Saved data entries
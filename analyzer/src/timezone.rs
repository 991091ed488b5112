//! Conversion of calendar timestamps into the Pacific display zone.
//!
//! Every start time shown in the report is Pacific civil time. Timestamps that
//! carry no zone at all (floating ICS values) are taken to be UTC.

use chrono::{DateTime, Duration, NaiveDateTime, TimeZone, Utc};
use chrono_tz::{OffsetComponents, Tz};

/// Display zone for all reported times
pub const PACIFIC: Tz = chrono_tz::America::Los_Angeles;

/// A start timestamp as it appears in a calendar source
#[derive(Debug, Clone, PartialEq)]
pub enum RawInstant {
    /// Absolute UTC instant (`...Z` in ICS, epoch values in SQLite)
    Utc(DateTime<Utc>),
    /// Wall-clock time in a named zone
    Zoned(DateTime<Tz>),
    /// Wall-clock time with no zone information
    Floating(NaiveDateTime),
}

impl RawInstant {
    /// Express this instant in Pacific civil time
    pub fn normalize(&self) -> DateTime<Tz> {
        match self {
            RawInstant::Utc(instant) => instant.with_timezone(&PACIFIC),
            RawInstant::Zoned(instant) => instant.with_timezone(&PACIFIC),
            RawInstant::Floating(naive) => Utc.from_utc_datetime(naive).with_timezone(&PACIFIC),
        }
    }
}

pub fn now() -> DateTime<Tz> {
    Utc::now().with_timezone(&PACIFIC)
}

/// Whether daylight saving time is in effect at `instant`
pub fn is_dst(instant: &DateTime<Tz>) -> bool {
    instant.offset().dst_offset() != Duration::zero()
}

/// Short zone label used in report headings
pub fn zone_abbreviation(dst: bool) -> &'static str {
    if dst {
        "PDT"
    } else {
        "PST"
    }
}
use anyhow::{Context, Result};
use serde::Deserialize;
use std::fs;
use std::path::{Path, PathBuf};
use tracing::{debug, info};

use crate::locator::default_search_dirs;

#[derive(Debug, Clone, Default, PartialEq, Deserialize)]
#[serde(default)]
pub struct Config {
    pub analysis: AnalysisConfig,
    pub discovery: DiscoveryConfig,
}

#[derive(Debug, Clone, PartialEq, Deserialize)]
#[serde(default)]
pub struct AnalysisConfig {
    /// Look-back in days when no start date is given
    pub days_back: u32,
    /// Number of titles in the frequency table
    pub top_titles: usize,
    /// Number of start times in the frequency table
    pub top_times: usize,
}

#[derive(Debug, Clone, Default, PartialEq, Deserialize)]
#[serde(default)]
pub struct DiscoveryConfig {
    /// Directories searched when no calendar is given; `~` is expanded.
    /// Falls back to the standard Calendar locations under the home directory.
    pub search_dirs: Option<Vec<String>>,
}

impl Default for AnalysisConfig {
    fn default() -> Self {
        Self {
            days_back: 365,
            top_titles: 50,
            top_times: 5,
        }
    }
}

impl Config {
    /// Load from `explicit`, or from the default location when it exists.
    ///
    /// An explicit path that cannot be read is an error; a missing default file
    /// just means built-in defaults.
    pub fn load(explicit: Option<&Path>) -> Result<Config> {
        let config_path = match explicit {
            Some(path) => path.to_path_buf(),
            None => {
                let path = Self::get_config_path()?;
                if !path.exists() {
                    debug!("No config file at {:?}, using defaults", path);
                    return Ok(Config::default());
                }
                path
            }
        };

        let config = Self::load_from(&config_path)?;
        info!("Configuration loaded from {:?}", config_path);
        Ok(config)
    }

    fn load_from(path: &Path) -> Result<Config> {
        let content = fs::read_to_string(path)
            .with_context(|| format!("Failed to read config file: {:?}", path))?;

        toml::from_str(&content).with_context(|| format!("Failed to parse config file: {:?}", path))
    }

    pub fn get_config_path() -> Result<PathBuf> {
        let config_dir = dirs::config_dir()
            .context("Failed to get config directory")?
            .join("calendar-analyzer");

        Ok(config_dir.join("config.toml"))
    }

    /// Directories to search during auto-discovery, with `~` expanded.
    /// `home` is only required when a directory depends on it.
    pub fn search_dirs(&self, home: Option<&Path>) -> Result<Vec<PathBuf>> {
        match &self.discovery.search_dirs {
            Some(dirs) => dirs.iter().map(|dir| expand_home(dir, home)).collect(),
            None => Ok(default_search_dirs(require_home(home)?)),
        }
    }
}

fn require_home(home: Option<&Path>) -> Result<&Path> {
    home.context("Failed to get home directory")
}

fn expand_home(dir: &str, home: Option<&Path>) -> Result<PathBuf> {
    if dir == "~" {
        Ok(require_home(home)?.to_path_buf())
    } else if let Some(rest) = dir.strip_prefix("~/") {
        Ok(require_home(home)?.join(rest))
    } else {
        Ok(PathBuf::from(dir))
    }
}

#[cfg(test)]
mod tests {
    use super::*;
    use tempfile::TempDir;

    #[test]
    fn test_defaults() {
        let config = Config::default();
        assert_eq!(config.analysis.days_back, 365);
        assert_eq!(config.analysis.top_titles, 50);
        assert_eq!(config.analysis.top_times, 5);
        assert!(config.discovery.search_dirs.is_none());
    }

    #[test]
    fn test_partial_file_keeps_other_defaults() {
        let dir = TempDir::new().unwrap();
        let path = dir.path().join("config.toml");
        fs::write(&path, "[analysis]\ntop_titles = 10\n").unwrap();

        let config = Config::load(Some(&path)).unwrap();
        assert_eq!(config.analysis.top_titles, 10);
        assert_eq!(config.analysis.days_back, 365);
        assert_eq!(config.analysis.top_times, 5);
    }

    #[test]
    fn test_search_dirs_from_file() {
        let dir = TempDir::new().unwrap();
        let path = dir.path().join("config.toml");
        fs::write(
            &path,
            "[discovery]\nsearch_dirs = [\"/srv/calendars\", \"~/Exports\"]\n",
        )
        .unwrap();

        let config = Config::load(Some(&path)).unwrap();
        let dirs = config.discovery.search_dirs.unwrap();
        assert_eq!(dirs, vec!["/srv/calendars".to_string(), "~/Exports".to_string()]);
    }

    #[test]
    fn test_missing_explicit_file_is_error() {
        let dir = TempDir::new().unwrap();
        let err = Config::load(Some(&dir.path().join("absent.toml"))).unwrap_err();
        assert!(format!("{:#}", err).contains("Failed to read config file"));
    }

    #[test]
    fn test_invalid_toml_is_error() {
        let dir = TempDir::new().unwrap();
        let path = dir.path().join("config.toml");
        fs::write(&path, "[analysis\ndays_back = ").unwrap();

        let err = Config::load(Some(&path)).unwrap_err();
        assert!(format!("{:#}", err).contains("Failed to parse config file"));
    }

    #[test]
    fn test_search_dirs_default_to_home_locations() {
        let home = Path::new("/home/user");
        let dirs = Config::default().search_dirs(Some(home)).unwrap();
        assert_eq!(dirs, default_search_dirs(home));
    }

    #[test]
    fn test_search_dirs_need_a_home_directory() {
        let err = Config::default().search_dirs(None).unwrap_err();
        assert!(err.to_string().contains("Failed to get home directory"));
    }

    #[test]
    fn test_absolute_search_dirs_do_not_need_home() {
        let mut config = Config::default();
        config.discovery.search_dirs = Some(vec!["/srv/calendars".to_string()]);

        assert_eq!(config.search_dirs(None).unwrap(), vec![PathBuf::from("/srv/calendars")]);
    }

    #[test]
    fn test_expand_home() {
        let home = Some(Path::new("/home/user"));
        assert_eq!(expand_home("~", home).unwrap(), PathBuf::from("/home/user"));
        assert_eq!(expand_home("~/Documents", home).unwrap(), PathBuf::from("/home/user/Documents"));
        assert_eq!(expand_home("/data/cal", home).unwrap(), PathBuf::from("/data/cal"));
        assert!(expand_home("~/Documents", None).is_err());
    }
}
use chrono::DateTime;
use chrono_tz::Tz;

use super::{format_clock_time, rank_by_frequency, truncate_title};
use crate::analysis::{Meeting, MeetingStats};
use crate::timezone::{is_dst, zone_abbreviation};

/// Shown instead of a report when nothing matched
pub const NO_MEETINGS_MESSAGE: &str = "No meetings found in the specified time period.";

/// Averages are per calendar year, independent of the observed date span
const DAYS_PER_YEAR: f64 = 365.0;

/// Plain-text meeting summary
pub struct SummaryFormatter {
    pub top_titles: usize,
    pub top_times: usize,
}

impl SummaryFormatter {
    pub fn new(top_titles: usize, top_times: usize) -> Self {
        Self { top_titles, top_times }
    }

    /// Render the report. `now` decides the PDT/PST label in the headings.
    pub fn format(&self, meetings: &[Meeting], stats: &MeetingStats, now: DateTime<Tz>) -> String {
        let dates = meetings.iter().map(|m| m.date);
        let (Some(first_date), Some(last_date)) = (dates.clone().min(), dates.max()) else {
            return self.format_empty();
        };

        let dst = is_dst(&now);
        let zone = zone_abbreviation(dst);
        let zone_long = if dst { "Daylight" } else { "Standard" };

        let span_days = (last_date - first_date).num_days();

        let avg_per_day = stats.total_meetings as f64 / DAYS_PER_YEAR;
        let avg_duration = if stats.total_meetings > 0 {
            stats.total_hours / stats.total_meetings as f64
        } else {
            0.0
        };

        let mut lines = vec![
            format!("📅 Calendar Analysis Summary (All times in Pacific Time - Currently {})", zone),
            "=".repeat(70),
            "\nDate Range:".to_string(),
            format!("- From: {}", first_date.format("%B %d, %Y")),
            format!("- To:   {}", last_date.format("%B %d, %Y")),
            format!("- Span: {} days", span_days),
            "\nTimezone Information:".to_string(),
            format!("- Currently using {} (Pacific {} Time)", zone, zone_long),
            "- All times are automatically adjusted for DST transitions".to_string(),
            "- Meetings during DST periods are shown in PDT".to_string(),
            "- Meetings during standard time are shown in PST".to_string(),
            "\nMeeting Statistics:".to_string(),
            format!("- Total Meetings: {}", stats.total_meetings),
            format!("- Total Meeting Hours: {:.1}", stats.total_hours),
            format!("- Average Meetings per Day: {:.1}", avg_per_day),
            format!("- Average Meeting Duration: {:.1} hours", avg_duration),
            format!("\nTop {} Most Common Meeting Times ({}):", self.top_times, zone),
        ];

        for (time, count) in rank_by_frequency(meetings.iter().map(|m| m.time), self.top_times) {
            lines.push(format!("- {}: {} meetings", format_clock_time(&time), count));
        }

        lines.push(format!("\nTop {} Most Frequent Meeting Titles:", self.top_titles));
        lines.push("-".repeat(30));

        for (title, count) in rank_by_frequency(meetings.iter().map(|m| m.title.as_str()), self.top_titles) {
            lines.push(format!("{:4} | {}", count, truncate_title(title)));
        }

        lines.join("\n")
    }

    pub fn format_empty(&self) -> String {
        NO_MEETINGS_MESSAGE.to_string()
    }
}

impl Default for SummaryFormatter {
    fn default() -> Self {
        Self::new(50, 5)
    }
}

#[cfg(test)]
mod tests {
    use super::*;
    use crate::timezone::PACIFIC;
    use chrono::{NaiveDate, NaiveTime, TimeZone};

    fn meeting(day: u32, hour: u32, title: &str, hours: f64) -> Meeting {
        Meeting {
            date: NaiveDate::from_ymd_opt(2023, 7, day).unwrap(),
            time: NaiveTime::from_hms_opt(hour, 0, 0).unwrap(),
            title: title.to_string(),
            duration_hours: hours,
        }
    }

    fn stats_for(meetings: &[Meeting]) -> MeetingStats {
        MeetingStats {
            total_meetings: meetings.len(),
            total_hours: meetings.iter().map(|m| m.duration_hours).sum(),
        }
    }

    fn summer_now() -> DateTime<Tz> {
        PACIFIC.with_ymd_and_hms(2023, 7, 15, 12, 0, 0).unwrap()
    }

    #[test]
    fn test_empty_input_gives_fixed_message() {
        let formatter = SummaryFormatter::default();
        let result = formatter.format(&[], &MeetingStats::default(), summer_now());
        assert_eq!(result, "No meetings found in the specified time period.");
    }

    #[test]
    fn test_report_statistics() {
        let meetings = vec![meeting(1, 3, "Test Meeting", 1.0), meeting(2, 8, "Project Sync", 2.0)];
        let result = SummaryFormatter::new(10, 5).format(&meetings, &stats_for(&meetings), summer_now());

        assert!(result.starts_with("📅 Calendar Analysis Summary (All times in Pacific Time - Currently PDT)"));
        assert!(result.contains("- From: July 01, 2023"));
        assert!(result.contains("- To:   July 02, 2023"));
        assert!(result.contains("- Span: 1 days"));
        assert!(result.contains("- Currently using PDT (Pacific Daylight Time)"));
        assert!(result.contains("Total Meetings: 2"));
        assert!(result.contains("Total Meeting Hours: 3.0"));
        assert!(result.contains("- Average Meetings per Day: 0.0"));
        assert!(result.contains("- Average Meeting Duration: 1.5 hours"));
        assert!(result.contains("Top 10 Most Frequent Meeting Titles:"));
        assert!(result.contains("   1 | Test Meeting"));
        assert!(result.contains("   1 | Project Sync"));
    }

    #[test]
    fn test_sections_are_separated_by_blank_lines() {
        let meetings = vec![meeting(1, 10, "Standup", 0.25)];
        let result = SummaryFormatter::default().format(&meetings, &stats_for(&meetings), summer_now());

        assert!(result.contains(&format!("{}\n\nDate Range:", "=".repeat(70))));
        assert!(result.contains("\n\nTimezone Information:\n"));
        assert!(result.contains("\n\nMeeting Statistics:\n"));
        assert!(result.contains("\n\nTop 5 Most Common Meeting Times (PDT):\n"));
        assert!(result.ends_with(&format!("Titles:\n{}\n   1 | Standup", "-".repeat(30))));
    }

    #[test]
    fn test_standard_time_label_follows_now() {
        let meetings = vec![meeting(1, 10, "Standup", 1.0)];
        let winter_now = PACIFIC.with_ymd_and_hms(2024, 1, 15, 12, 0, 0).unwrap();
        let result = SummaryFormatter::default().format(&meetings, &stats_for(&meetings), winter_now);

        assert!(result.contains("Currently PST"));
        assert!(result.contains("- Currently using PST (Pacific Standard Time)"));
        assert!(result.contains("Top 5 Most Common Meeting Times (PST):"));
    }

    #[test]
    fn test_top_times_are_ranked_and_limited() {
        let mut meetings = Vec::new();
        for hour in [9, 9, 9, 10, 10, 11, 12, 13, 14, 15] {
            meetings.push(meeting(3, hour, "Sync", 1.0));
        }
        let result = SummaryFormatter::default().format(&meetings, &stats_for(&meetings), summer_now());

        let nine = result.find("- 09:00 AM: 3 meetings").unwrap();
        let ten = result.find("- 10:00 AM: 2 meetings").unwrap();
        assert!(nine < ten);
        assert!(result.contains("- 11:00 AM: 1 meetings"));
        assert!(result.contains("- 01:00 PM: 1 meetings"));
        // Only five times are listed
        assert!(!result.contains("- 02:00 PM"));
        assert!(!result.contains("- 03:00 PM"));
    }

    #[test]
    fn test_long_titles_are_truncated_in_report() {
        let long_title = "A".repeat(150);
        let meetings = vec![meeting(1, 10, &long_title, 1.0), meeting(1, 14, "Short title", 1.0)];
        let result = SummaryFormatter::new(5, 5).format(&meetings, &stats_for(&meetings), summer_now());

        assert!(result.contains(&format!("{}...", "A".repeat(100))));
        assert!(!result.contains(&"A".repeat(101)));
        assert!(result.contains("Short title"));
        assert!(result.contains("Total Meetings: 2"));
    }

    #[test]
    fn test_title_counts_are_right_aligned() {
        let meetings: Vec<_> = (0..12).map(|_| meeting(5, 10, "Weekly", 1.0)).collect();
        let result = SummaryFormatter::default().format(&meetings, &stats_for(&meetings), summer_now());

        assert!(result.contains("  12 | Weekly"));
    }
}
==
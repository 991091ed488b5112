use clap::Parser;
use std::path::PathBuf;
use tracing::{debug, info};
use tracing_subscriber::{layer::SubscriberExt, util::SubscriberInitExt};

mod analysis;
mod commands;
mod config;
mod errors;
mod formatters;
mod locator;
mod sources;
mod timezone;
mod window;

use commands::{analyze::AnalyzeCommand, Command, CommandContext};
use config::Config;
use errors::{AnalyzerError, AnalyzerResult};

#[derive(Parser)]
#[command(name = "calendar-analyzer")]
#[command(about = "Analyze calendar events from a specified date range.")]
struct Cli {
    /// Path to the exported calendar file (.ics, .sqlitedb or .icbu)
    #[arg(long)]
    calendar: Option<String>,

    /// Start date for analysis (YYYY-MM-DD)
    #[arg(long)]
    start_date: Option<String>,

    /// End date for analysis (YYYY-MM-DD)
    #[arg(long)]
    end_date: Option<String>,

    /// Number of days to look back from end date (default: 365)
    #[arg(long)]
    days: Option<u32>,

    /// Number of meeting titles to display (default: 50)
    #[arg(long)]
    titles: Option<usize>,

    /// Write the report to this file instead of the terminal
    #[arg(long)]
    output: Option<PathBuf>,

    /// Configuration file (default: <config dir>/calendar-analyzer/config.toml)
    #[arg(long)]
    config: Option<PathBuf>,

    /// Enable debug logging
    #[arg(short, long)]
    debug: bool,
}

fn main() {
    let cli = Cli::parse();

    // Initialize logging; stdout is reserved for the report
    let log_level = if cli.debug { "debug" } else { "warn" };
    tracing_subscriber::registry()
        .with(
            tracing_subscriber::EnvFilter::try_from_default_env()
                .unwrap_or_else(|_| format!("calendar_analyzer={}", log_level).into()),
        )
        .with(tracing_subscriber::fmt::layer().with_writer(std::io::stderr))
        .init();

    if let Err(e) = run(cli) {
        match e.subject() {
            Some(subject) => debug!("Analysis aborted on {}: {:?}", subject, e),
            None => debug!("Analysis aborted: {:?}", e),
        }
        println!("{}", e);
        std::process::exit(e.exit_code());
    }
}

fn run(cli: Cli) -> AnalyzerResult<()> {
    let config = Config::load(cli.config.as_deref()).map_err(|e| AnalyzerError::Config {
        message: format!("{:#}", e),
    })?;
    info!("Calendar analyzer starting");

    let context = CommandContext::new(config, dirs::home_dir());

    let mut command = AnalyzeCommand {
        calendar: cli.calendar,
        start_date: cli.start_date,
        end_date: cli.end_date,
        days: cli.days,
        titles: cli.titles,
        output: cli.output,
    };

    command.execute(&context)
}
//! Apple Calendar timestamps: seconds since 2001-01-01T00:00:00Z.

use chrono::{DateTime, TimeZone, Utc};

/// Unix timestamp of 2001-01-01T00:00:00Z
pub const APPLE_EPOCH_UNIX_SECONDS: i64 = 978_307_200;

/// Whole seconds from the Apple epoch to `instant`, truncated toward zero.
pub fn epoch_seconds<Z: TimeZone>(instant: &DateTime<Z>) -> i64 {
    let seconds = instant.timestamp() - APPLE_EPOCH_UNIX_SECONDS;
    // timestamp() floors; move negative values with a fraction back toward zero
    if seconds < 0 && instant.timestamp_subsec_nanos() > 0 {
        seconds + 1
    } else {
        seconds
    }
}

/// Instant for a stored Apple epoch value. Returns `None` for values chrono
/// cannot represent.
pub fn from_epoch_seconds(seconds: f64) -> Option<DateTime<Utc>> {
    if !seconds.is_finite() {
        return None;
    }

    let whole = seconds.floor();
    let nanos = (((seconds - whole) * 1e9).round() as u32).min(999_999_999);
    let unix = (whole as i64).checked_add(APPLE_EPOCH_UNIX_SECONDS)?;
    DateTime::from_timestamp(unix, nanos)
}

§ EXERCISE
Wherever the line holding "filename analyzer/src/timezone.rs" falls in the entries above, copy exactly from it through the line holding "#[derive(Debug, Clone, PartialEq)]", inclusive, and add nothing.

§ YOUR RESPONSE
filename analyzer/src/timezone.rs
repository 991091ed488b5112
//! Conversion of calendar timestamps into the Pacific display zone.
//!
//! Every start time shown in the report is Pacific civil time. Timestamps that
//! carry no zone at all (floating ICS values) are taken to be UTC.

use chrono::{DateTime, Duration, NaiveDateTime, TimeZone, Utc};
use chrono_tz::{OffsetComponents, Tz};

/// Display zone for all reported times
pub const PACIFIC: Tz = chrono_tz::America::Los_Angeles;

/// A start timestamp as it appears in a calendar source
#[derive(Debug, Clone, PartialEq)]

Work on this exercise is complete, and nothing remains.